Não discutirei quantas vezes o time tal venceu nas quintas-feiras à noite nem divagarei em torno dos 4-1-4-1, 4-2-3-1 ou as duas linhas de 4.
O que me chamou a atenção, nesta semana, foi a edição 2014 da lista das maiores torcidas do Brasil.
Trabalho bacana, renovado com razoável periodicidade, pelo Lance! e pelo Ibope, com dados interessantes.
Muitos são manjados, como a liderança do Flamengo, o vice do Corinthians, o terceiro do São Paulo e coisas afins.
Há sofisticação do gênero preferência por nível de renda e escolaridade, região do País, sexo.
Um melhora aqui, outro deteriora ali, vários se mantêm estáveis -- ou a marcar passo -- e assim segue a vida.
Não sou estatístico, nem me meto a contestar a precisão das conclusões.
Porém fiquei surpreso de ver que o crescimento do Corinthians, por exemplo, se limitou a 0,2%.
Puxa vida, uma equipe que nos últimos quatro anos faturou de Paulista a Copa do Brasil, de Brasileiro a Libertadores e Mundial, que tem estádio novo em folha, avançou pouco?!

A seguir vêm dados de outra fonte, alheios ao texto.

//! LLM prompting in normal and MCP mode, with retries.

use super::templates::PromptTemplates;
use core::time::Duration;
use schemars::JsonSchema;
use serde::de::DeserializeOwned;
use serde::{Deserialize, Serialize};
use serde_json::Value;
use std::collections::BTreeMap;
use toolbridge_http::{HttpMethod, HttpRequestSpec, RequestBody, RetryPolicy};
use toolbridge_models::llm::{ExtractionError, GenerationError, GenerationRequest, Llm};

/// Errors from [`PromptService`].
#[derive(Debug, thiserror::Error)]
pub enum PromptError {
    /// The model call failed.
    #[error(transparent)]
    Generation(#[from] GenerationError),
    /// Structured output could not be extracted.
    #[error(transparent)]
    Extraction(#[from] ExtractionError),
    /// The model returned no text.
    #[error("LLM returned an empty response")]
    EmptyResponse,
    /// The generated request cannot be executed.
    #[error("invalid HTTP specification: {0}")]
    InvalidHttpSpec(String),
    /// A response of one kind was read as another.
    #[error("expected a {expected} response, got {actual}")]
    UnexpectedKind {
        /// The kind asked for.
        expected: PromptKind,
        /// The kind present.
        actual: PromptKind,
    },
}

impl PromptError {
    /// Model-side failures are retried; malformed output is not.
    #[must_use]
    pub fn is_retryable(&self) -> bool {
        matches!(
            self,
            Self::Generation(_) | Self::Extraction(_) | Self::EmptyResponse
        )
    }
}

/// Input for [`PromptService::prompt_normal`].
#[derive(Debug, Clone, Default, Serialize, Deserialize)]
pub struct PromptRequest {
    /// What to do.
    pub instructions: String,
    /// Background the model should take into account.
    #[serde(default)]
    pub context: Option<String>,
    /// How the answer should be shaped.
    #[serde(default)]
    pub response_format_prompt: Option<String>,
}

impl PromptRequest {
    /// A request with only instructions.
    #[must_use]
    pub fn new(instructions: impl Into<String>) -> Self {
        Self {
            instructions: instructions.into(),
            ..Self::default()
        }
    }

    /// Adds context.
    #[must_use]
    pub fn with_context(mut self, context: impl Into<String>) -> Self {
        self.context = Some(context.into());
        self
    }

    /// Adds response format guidance.
    #[must_use]
    pub fn with_response_format(mut self, format: impl Into<String>) -> Self {
        self.response_format_prompt = Some(format.into());
        self
    }
}

/// Input for [`PromptService::prompt_mcp`].
#[derive(Debug, Clone, Default, Serialize, Deserialize)]
pub struct McpPromptRequest {
    /// What the request should accomplish.
    pub instructions: String,
    /// Description of the available endpoints.
    pub api_docs: String,
    /// How the answer should be shaped.
    #[serde(default)]
    pub response_format_prompt: Option<String>,
}

impl McpPromptRequest {
    /// A request over `api_docs`.
    #[must_use]
    pub fn new(instructions: impl Into<String>, api_docs: impl Into<String>) -> Self {
        Self {
            instructions: instructions.into(),
            api_docs: api_docs.into(),
            response_format_prompt: None,
        }
    }
}

/// Which prompting mode produced a [`PromptResponse`].
#[derive(Debug, Clone, Copy, PartialEq, Eq, Serialize, Deserialize)]
#[serde(rename_all = "snake_case")]
pub enum PromptKind {
    /// Free text.
    Text,
    /// An HTTP request specification.
    HttpSpec,
}

impl core::fmt::Display for PromptKind {
    fn fmt(&self, f: &mut core::fmt::Formatter<'_>) -> core::fmt::Result {
        f.write_str(match self {
            Self::Text => "text",
            Self::HttpSpec => "http_spec",
        })
    }
}

/// Tagged prompting result.
#[derive(Debug, Clone, PartialEq, Serialize, Deserialize)]
pub struct PromptResponse {
    /// A JSON string for text, a serialized [`HttpRequestSpec`] otherwise.
    pub content: Value,
    /// What `content` holds.
    #[serde(rename = "type")]
    pub kind: PromptKind,
}

impl PromptResponse {
    /// The text of a normal-mode response.
    ///
    /// # Errors
    ///
    /// Returns [`PromptError::UnexpectedKind`] for HTTP spec responses.
    pub fn text(&self) -> Result<&str, PromptError> {
        match (&self.kind, &self.content) {
            (PromptKind::Text, Value::String(text)) => Ok(text),
            _ => Err(PromptError::UnexpectedKind {
                expected: PromptKind::Text,
                actual: self.kind,
            }),
        }
    }

    /// The request of an MCP-mode response.
    ///
    /// # Errors
    ///
    /// Returns [`PromptError::UnexpectedKind`] for text responses, or
    /// [`PromptError::InvalidHttpSpec`] if the content does not decode.
    pub fn http_spec(&self) -> Result<HttpRequestSpec, PromptError> {
        if self.kind != PromptKind::HttpSpec {
            return Err(PromptError::UnexpectedKind {
                expected: PromptKind::HttpSpec,
                actual: self.kind,
            });
        }
        serde_json::from_value(self.content.clone())
            .map_err(|err| PromptError::InvalidHttpSpec(err.to_string()))
    }
}

/// Name/value pair; strict structured output cannot express open maps.
#[derive(Debug, Clone, PartialEq, Eq, Serialize, Deserialize, JsonSchema)]
pub struct KeyValue {
    /// Header or parameter name.
    pub key: String,
    /// Its value.
    pub value: String,
}

/// HTTP request as emitted by the model in MCP mode.
#[derive(Debug, Clone, PartialEq, Serialize, Deserialize, JsonSchema)]
pub struct GeneratedHttpRequest {
    /// Request method.
    pub method: HttpMethod,
    /// Complete URL.
    pub url: String,
    /// Request headers.
    pub headers: Vec<KeyValue>,
    /// Query parameters.
    pub query_params: Vec<KeyValue>,
    /// Body, JSON-encoded when structured.
    pub body: Option<String>,
}

impl GeneratedHttpRequest {
    /// Converts into an executable request.
    ///
    /// A body that parses as JSON is sent as JSON, anything else as text.
    ///
    /// # Errors
    ///
    /// Returns [`PromptError::InvalidHttpSpec`] unless the URL is absolute
    /// `http` or `https`.
    pub fn into_request_spec(self) -> Result<HttpRequestSpec, PromptError> {
        let url = self.url.trim();
        if !(url.starts_with("http://") || url.starts_with("https://")) {
            return Err(PromptError::InvalidHttpSpec(format!(
                "url must be absolute http(s), got '{url}'"
            )));
        }

        Ok(HttpRequestSpec {
            method: self.method,
            url: url.to_string(),
            headers: pairs_to_map(self.headers),
            query_params: pairs_to_map(self.query_params),
            body: self.body.filter(|body| !body.trim().is_empty()).map(|body| {
                serde_json::from_str::<Value>(&body)
                    .map_or_else(|_| RequestBody::Text(body), RequestBody::from)
            }),
        })
    }
}

fn pairs_to_map(pairs: Vec<KeyValue>) -> Option<BTreeMap<String, String>> {
    if pairs.is_empty() {
        return None;
    }
    Some(pairs.into_iter().map(|pair| (pair.key, pair.value)).collect())
}

/// Prompts an LLM in normal or MCP mode.
#[derive(Debug, Clone)]
pub struct PromptService {
    llm: Llm,
    retry: RetryPolicy,
}

impl PromptService {
    /// Creates a service with two retries and 2s to 10s backoff.
    #[must_use]
    pub fn new(llm: Llm) -> Self {
        Self {
            llm,
            retry: RetryPolicy::new(2)
                .with_initial_backoff(Duration::from_secs(2))
                .with_max_backoff(Duration::from_secs(10)),
        }
    }

    /// Replaces the retry policy.
    #[must_use]
    pub fn with_retry_policy(mut self, retry: RetryPolicy) -> Self {
        self.retry = retry;
        self
    }

    /// The retry policy in use.
    #[must_use]
    pub fn retry_policy(&self) -> &RetryPolicy {
        &self.retry
    }

    /// Asks for a free-text answer.
    ///
    /// # Errors
    ///
    /// Returns the last [`PromptError`] once retries are exhausted.
    pub async fn prompt_normal(&self, request: &PromptRequest) -> Result<PromptResponse, PromptError> {
        let (system, user) = PromptTemplates::normal_mode_prompt(
            &request.instructions,
            request.context.as_deref(),
            request.response_format_prompt.as_deref(),
        );

        let (system, user) = (&system, &user);
        self.with_retry("normal", move || async move {
            let response = self
                .llm
                .generate(GenerationRequest::with_system(system.as_str(), user.as_str()))
                .await?;
            let text = response.text();
            if text.trim().is_empty() {
                return Err(PromptError::EmptyResponse);
            }
            Ok::<_, PromptError>(PromptResponse {
                content: Value::String(text),
                kind: PromptKind::Text,
            })
        })
        .await
    }

    /// Asks for a normal-mode answer shaped as `T` through structured output.
    ///
    /// # Errors
    ///
    /// Returns the last [`PromptError`] once retries are exhausted.
    pub async fn prompt_structured<T>(&self, request: &PromptRequest) -> Result<T, PromptError>
    where
        T: JsonSchema + DeserializeOwned,
    {
        let (system, user) = PromptTemplates::normal_mode_prompt(
            &request.instructions,
            request.context.as_deref(),
            request.response_format_prompt.as_deref(),
        );

        let (system, user) = (&system, &user);
        self.with_retry("structured", move || async move {
            let request = GenerationRequest::with_system(system.as_str(), user.as_str());
            Ok::<_, PromptError>(self.llm.generate_structured::<T>(request).await?)
        })
        .await
    }

    /// Asks the model to write an HTTP request against `api_docs`.
    ///
    /// # Errors
    ///
    /// Returns the last [`PromptError`] once retries are exhausted, or
    /// [`PromptError::InvalidHttpSpec`] for an unusable request.
    pub async fn prompt_mcp(&self, request: &McpPromptRequest) -> Result<PromptResponse, PromptError> {
        let (system, user) = PromptTemplates::mcp_mode_prompt(
            &request.instructions,
            &request.api_docs,
            request.response_format_prompt.as_deref(),
        );

        let (system, user) = (&system, &user);
        let generated = self
            .with_retry("mcp", move || async move {
                let request = GenerationRequest::with_system(system.as_str(), user.as_str());
                Ok::<_, PromptError>(
                    self.llm
                        .generate_structured::<GeneratedHttpRequest>(request)
                        .await?,
                )
            })
            .await?;

        let spec = generated.into_request_spec()?;
        tracing::debug!(method = %spec.method, url = %spec.url, "model generated HTTP request");
        let content = serde_json::to_value(&spec)
            .map_err(|err| PromptError::InvalidHttpSpec(err.to_string()))?;
        Ok(PromptResponse {
            content,
            kind: PromptKind::HttpSpec,
        })
    }

    async fn with_retry<T, F, Fut>(&self, mode: &'static str, mut call: F) -> Result<T, PromptError>
    where
        F: FnMut() -> Fut,
        Fut: Future<Output = Result<T, PromptError>>,
    {
        let max_attempts = self.retry.max_attempts();
        let mut attempt: u32 = 1;
        loop {
            match call().await {
                Ok(value) => return Ok(value),
                Err(err) if err.is_retryable() && attempt < max_attempts => {
                    let delay = self.retry.backoff_for_attempt(attempt);
                    tracing::warn!(
                        mode,
                        error = %err,
                        attempt,
                        max_attempts,
                        delay_ms = delay.as_millis(),
                        "prompt failed, retrying"
                    );
                    tokio::time::sleep(delay).await;
                    attempt += 1;
                }
                Err(err) => {
                    tracing::error!(mode, error = %err, attempts = attempt, "prompt failed");
                    return Err(err);
                }
            }
        }
    }
}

Sei lá, não se costuma dizer que, em épocas de vacas gordas -- entendam-se títulos -- o panorama se torna favorável para forte expansão?
Isso vale para qualquer time, peguei o Corinthians pela evidência.
Bem, mas o que quero dizer mesmo é o seguinte: como torcedor não me importo com isso.
É o tipo de dado que pode valer para os cartolas, para a turma do marketing faturarem em contratos de publicidade e com televisão.
Argumento para convencer o mercado de que a marca é rentável e que, portanto, compensa o investimento.
Chama anunciante para o estádio, o uniforme. Ajuda no universo dos negócios, dá força para a audiência das emissoras.
Mas, sinceramente, para quem se liga em bola, isso não deve provocar mais do que um comentário do tipo "puxa, olha só, que coisa!".
Torcedor, pra valer, se liga em conquistas, em taças, naquilo que o clube apresenta em campo.
Ter mais ou menos seguidores não altera grande coisa.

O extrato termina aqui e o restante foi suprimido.